REQUIREMENT - Wherever a line in the data holds the word "clap", pull that line out.

INPUT FOR THIS TASK -
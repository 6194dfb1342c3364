//! Command-line arguments

use crate::config::{chunk_bytes, XorifyConfig, MAX_CHUNK_KB};
use crate::error::CliError;
use crate::input::InputSource;
use crate::output::OutputTarget;
use clap::Parser;
use std::path::PathBuf;
use xorify_engine::{EngineConfig, LengthPolicy};

const ABOUT: &str = "Calculate the bitwise XOR of IN_FILE_0 and IN_FILE_1. \
If IN_FILE_1 is omitted, stdin is used instead.";

const AFTER_HELP: &str = "Principal use of this program is to highlight differences in binary files: \
identical bytes come out as 0x00.";

/// Arguments for the xorify command
#[derive(Debug, Parser)]
#[command(
    name = "xorify",
    version,
    about = ABOUT,
    after_help = AFTER_HELP,
    override_usage = "xorify [OPTIONS] <IN_FILE_0> [IN_FILE_1]"
)]
pub struct Cli {
    /// Input files: IN_FILE_0 and, optionally, IN_FILE_1
    #[arg(value_name = "IN_FILE")]
    pub files: Vec<PathBuf>,

    /// Output file name (if omitted, stdout is used)
    #[arg(short, long, value_name = "OUT_FILE")]
    pub output: Option<PathBuf>,

    /// Produce verbose output (repeat for more)
    #[arg(short, long, action = clap::ArgAction::Count)]
    pub verbose: u8,

    /// Zero-pad the shorter input instead of stopping at its end
    #[arg(long)]
    pub pad: bool,

    /// Chunk size read from each input per iteration, in KiB
    #[arg(
        long,
        value_name = "KB",
        env = "XORIFY_CHUNK_KB",
        value_parser = clap::value_parser!(u32).range(1..=MAX_CHUNK_KB as i64)
    )]
    pub chunk_kb: Option<u32>,

    /// Configuration file (TOML)
    #[arg(short, long, value_name = "FILE")]
    pub config: Option<PathBuf>,
}

/// Fully resolved invocation, ready to run
#[derive(Debug, Clone, PartialEq, Eq)]
pub struct Invocation {
    /// First input
    pub first: InputSource,
    /// Second input
    pub second: InputSource,
    /// Output destination
    pub output: OutputTarget,
    /// Engine settings
    pub engine: EngineConfig,
    /// Verbosity count
    pub verbosity: u8,
}

impl Cli {
    /// Check positional arguments and merge configuration
    ///
    /// Nothing is opened here; argument errors are reported before any
    /// resource is touched.
    pub fn resolve(&self) -> Result<Invocation, CliError> {
        let (first, second) = match self.files.as_slice() {
            [] => {
                return Err(CliError::Argument(
                    "Mandatory argument IN_FILE_0 is missing.".to_string(),
                ))
            }
            [first] => (InputSource::File(first.clone()), InputSource::Stdin),
            [first, second] => (
                InputSource::File(first.clone()),
                InputSource::File(second.clone()),
            ),
            _ => {
                return Err(CliError::Argument(
                    "Too many command line arguments. Only IN_FILE_0 and IN_FILE_1 are supported."
                        .to_string(),
                ))
            }
        };

        let output = match &self.output {
            Some(path) => OutputTarget::File(path.clone()),
            None => OutputTarget::Stdout,
        };

        Ok(Invocation {
            first,
            second,
            output,
            engine: self.engine_config()?,
            verbosity: self.verbose,
        })
    }

    /// Engine settings: flags override the config file, which overrides defaults
    fn engine_config(&self) -> Result<EngineConfig, CliError> {
        let mut engine = match &self.config {
            Some(path) => XorifyConfig::load(path)
                .map_err(|e| CliError::Config(format!("{e:#}")))?
                .engine_config(),
            None => EngineConfig::default(),
        };

        if let Some(chunk_kb) = self.chunk_kb {
            engine = engine.with_chunk_size(chunk_bytes(chunk_kb));
        }
        if self.pad {
            engine = engine.with_length_policy(LengthPolicy::ZeroPad);
        }
        Ok(engine)
    }
}

impl Invocation {
    /// Initialize logging based on verbosity level
    pub fn init_logging(&self) {
        env_logger::Builder::from_env(
            env_logger::Env::default().default_filter_or(log_level(self.verbosity)),
        )
        .format_timestamp(None)
        .init();
    }
}

/// Log filter for a verbosity count
pub fn log_level(verbose: u8) -> &'static str {
    match verbose {
        0 => "warn",
        1 => "info",
        2 => "debug",
        _ => "trace",
    }
}
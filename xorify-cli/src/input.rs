//! Input sources

use crate::error::CliError;
use std::fs::File;
use std::io::{self, BufReader, Read};
use std::path::PathBuf;

/// Where an input stream comes from
#[derive(Debug, Clone, PartialEq, Eq)]
pub enum InputSource {
    /// A named file
    File(PathBuf),
    /// Standard input
    Stdin,
}

impl InputSource {
    /// Name used in diagnostics
    pub fn display_name(&self) -> String {
        match self {
            InputSource::File(path) => path.display().to_string(),
            InputSource::Stdin => "<stdin>".to_string(),
        }
    }

    /// Open the source for reading
    ///
    /// The handle closes when dropped.
    pub fn open(&self) -> Result<Box<dyn Read>, CliError> {
        match self {
            InputSource::File(path) => {
                let file = File::open(path).map_err(|source| CliError::Open {
                    resource: self.display_name(),
                    source,
                })?;
                log::info!("{}: Successfully opened for reading.", path.display());
                Ok(Box::new(BufReader::new(file)))
            }
            InputSource::Stdin => {
                log::info!("IN_FILE_1 not provided, using stdin.");
                Ok(Box::new(io::stdin().lock()))
            }
        }
    }
}

#[cfg(test)]
mod tests {
    use super::*;
    use std::fs;
    use tempfile::TempDir;

    #[test]
    fn test_open_file_reads_bytes() {
        let temp_dir = TempDir::new().unwrap();
        let path = temp_dir.path().join("a.bin");
        fs::write(&path, [0x00u8, 0xFF, 0x10]).unwrap();

        let mut reader = InputSource::File(path).open().unwrap();
        let mut content = Vec::new();
        reader.read_to_end(&mut content).unwrap();
        assert_eq!(content, vec![0x00u8, 0xFF, 0x10]);
    }

    #[test]
    fn test_open_nonexistent_file() {
        let source = InputSource::File(PathBuf::from("/nonexistent/a.bin"));
        let err = source.open().err().unwrap();
        match err {
            CliError::Open { resource, source } => {
                assert_eq!(resource, "/nonexistent/a.bin");
                assert_eq!(source.kind(), io::ErrorKind::NotFound);
            }
            other => panic!("expected open error, got {other:?}"),
        }
    }

    #[test]
    fn test_display_name() {
        assert_eq!(InputSource::Stdin.display_name(), "<stdin>");
        assert_eq!(
            InputSource::File(PathBuf::from("dir/b.bin")).display_name(),
            "dir/b.bin"
        );
    }
}
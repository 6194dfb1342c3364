//! Error handling for the CLI application

use std::fmt;
use std::io;
use xorify_engine::XorError;

/// Custom error type for CLI-specific errors
#[derive(Debug)]
pub enum CliError {
    /// Wrong number of positional arguments
    Argument(String),
    /// An input or output resource could not be opened
    Open {
        /// Name of the resource as given on the command line
        resource: String,
        /// Underlying system error
        source: io::Error,
    },
    /// Configuration error
    Config(String),
    /// Read or write failure while streaming
    Processing(XorError),
}

impl CliError {
    /// Process exit status for this error
    pub fn exit_code(&self) -> u8 {
        match self {
            CliError::Argument(_) => 2,
            _ => 1,
        }
    }
}

impl fmt::Display for CliError {
    fn fmt(&self, f: &mut fmt::Formatter<'_>) -> fmt::Result {
        match self {
            CliError::Argument(msg) => write!(f, "{msg}"),
            CliError::Open { resource, source } => write!(f, "{resource}: {source}"),
            CliError::Config(msg) => write!(f, "Configuration error: {msg}"),
            CliError::Processing(err) => write!(f, "Processing error: {err}"),
        }
    }
}

impl std::error::Error for CliError {
    fn source(&self) -> Option<&(dyn std::error::Error + 'static)> {
        match self {
            CliError::Open { source, .. } => Some(source),
            CliError::Processing(err) => Some(err),
            _ => None,
        }
    }
}

impl From<XorError> for CliError {
    fn from(err: XorError) -> Self {
        CliError::Processing(err)
    }
}

/// Result type alias for CLI operations
pub type CliResult<T> = Result<T, anyhow::Error>;
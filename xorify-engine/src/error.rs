//! Engine error types

use std::fmt;
use std::io;
use thiserror::Error;

/// One of the two input streams
#[derive(Debug, Clone, Copy, PartialEq, Eq, Hash)]
pub enum Side {
    /// The first input (`A`)
    First,
    /// The second input (`B`)
    Second,
}

impl Side {
    /// The other input
    pub fn other(self) -> Self {
        match self {
            Side::First => Side::Second,
            Side::Second => Side::First,
        }
    }
}

impl fmt::Display for Side {
    fn fmt(&self, f: &mut fmt::Formatter<'_>) -> fmt::Result {
        match self {
            Side::First => write!(f, "first input"),
            Side::Second => write!(f, "second input"),
        }
    }
}

/// Failures raised while streaming
///
/// End-of-data is never an error; these only carry genuine I/O failures.
#[derive(Error, Debug)]
pub enum XorError {
    /// Reading one of the inputs failed
    #[error("read error on {side}: {source}")]
    Read {
        /// The input that failed
        side: Side,
        /// Underlying I/O error
        #[source]
        source: io::Error,
    },

    /// Writing or flushing the output failed; the output is incomplete
    #[error("write error on output: {source}")]
    Write {
        /// Underlying I/O error
        #[source]
        source: io::Error,
    },
}

impl XorError {
    /// The input that failed, if this is a read failure
    pub fn side(&self) -> Option<Side> {
        match self {
            XorError::Read { side, .. } => Some(*side),
            XorError::Write { .. } => None,
        }
    }

    /// Kind of the underlying I/O error
    pub fn io_kind(&self) -> io::ErrorKind {
        match self {
            XorError::Read { source, .. } | XorError::Write { source } => source.kind(),
        }
    }
}

/// Result type for engine operations
pub type Result<T> = std::result::Result<T, XorError>;
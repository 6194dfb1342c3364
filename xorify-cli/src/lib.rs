//! xorify CLI library
//!
//! This library provides the command-line interface for the xorify
//! streaming XOR engine: argument and configuration handling, opening the
//! input and output streams, and mapping failures to exit statuses.

pub mod args;
pub mod config;
pub mod error;
pub mod input;
pub mod output;
pub mod run;

pub use args::{Cli, Invocation};
pub use error::{CliError, CliResult};
pub use run::run;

RESULT -
use clap::Parser;
    #[arg(short, long, action = clap::ArgAction::Count)]
        value_parser = clap::value_parser!(u32).range(1..=MAX_CHUNK_KB as i64)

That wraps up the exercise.